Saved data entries
:::

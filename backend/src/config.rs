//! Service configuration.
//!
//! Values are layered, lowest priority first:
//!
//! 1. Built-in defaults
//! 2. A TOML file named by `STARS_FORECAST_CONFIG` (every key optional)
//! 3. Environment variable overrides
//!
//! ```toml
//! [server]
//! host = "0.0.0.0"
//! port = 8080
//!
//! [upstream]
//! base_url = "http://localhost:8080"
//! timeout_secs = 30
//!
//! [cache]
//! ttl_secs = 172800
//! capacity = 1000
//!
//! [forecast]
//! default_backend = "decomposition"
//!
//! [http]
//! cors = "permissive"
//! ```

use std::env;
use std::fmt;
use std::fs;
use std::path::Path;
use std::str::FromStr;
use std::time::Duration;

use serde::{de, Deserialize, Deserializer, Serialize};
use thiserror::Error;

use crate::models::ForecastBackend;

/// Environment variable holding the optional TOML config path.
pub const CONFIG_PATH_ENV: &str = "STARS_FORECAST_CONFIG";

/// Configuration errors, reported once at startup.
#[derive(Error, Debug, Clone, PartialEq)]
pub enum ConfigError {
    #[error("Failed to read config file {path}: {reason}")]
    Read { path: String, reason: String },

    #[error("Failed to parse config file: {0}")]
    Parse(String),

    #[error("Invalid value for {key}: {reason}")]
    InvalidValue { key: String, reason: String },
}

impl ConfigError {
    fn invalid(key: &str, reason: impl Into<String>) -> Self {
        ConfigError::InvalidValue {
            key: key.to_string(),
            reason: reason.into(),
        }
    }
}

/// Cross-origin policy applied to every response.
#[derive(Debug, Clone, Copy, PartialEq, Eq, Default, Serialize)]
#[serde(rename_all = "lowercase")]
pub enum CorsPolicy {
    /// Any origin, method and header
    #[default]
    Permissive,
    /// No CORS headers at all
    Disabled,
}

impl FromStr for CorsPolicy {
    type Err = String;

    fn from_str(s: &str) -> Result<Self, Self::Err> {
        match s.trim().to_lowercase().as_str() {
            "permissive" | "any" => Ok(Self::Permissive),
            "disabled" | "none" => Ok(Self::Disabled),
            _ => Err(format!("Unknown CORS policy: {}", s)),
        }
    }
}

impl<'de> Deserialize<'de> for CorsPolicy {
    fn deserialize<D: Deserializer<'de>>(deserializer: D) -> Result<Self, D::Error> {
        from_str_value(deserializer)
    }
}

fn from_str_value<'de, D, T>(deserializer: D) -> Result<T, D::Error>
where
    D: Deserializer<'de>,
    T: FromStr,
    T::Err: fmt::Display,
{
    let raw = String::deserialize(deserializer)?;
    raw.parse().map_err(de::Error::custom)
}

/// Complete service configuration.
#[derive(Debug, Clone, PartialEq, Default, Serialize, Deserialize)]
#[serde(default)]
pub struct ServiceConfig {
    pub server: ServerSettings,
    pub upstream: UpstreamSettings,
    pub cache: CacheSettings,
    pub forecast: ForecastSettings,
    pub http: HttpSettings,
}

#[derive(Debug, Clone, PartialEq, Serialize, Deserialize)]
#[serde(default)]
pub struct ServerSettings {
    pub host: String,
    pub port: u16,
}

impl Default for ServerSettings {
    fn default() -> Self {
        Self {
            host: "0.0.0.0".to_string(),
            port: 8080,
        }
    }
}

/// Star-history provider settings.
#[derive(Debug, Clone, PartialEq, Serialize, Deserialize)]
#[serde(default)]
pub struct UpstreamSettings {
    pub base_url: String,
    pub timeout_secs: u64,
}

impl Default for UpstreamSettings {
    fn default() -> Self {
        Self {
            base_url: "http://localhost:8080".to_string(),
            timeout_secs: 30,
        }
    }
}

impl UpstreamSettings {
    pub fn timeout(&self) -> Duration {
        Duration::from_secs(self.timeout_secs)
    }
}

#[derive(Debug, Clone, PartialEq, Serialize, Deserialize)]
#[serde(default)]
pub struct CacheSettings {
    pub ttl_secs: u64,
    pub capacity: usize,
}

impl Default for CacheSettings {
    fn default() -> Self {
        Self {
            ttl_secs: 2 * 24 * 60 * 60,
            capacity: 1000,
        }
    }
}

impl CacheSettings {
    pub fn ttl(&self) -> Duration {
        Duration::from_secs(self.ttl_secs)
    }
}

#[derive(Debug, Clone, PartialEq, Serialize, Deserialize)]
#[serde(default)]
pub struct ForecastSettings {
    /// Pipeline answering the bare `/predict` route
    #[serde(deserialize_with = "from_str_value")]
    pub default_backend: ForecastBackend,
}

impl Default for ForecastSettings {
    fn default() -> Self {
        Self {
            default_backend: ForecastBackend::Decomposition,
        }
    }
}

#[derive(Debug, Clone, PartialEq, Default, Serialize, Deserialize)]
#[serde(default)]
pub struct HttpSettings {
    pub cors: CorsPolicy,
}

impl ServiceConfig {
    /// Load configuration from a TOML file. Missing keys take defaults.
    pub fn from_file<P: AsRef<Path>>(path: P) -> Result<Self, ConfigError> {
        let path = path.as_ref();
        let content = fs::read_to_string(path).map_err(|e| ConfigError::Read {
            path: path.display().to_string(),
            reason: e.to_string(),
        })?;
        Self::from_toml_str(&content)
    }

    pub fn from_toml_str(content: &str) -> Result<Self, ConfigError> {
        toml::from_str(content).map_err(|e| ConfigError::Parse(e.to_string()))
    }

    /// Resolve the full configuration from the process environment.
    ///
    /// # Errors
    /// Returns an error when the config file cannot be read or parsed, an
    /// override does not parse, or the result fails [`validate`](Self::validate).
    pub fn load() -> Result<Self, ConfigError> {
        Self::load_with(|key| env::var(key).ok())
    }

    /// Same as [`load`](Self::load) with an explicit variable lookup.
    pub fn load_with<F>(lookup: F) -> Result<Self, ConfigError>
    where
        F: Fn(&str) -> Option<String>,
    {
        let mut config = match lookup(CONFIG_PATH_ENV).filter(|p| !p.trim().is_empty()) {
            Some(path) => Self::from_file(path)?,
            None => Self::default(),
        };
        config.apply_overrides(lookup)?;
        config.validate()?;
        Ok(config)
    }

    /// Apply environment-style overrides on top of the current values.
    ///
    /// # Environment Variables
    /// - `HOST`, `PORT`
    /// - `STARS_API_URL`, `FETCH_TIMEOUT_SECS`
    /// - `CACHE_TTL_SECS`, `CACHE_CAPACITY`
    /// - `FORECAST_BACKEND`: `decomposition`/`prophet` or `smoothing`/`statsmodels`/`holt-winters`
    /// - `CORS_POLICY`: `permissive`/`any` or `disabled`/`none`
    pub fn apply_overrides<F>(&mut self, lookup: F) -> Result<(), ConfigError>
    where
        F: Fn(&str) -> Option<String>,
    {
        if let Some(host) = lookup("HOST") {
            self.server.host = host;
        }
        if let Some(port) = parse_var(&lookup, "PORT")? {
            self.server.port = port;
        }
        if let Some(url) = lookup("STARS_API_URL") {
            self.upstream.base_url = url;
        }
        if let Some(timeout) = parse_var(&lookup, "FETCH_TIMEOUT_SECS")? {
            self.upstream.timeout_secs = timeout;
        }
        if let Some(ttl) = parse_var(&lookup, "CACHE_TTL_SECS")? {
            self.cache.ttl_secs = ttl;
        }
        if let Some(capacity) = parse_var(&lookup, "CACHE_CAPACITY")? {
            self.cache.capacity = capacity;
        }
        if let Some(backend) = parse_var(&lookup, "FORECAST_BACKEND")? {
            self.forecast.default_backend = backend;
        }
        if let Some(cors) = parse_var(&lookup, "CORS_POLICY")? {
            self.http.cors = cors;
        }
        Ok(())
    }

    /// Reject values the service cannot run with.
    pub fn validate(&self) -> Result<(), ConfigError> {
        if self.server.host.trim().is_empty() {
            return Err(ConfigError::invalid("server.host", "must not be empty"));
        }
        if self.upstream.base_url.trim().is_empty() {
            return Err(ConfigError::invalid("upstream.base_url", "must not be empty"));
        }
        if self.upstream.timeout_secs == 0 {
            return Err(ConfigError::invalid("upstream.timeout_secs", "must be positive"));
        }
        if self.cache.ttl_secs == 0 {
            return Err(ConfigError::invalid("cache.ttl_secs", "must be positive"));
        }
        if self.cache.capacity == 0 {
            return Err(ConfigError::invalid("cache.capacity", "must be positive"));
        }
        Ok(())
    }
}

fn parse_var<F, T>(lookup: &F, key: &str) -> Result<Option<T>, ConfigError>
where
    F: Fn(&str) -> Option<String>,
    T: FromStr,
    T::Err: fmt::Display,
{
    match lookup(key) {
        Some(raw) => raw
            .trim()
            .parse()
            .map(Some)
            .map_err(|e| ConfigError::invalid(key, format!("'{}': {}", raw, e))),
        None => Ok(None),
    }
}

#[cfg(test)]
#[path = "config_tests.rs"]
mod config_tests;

:::

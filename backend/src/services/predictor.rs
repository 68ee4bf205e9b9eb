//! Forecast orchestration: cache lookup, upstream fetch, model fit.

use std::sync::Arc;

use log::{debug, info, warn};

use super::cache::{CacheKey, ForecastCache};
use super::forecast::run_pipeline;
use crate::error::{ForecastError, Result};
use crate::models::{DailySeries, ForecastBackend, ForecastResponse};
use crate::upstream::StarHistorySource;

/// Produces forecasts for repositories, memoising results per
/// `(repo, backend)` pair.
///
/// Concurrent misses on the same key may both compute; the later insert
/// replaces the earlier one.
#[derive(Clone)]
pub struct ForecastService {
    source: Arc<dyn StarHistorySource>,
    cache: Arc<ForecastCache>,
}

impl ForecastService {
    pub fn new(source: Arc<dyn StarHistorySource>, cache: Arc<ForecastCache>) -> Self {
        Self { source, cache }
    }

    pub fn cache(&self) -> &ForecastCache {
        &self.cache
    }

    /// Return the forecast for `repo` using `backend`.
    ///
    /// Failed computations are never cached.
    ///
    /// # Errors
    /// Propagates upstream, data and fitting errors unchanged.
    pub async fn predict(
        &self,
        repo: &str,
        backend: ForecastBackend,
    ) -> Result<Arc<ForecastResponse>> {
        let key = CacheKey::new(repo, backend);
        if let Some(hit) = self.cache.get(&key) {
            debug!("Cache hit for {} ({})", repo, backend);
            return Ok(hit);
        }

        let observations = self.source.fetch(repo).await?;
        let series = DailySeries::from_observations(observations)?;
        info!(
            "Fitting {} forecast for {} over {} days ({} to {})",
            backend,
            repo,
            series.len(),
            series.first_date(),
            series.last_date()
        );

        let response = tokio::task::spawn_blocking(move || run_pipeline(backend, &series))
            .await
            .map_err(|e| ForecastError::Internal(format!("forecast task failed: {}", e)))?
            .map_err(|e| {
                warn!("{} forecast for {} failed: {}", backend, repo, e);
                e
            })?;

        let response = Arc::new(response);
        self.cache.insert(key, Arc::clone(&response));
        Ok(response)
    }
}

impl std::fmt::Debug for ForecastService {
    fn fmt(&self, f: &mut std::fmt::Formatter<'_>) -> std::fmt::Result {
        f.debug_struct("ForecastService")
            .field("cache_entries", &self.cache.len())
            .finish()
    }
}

:::

● **GOAL OF THE EXERCISE**: Above are the entries. Output exactly the lines beginning with the line that has "let content = fs::read_to_string(path).map_err(|e|" and ending with the line that has "explicit variable lookup.".

● **ANSWER BOX**:
        let content = fs::read_to_string(path).map_err(|e| ConfigError::Read {
            path: path.display().to_string(),
            reason: e.to_string(),
        })?;
        Self::from_toml_str(&content)
    }

    pub fn from_toml_str(content: &str) -> Result<Self, ConfigError> {
        toml::from_str(content).map_err(|e| ConfigError::Parse(e.to_string()))
    }

    /// Resolve the full configuration from the process environment.
    ///
    /// # Errors
    /// Returns an error when the config file cannot be read or parsed, an
    /// override does not parse, or the result fails [`validate`](Self::validate).
    pub fn load() -> Result<Self, ConfigError> {
        Self::load_with(|key| env::var(key).ok())
    }

    /// Same as [`load`](Self::load) with an explicit variable lookup.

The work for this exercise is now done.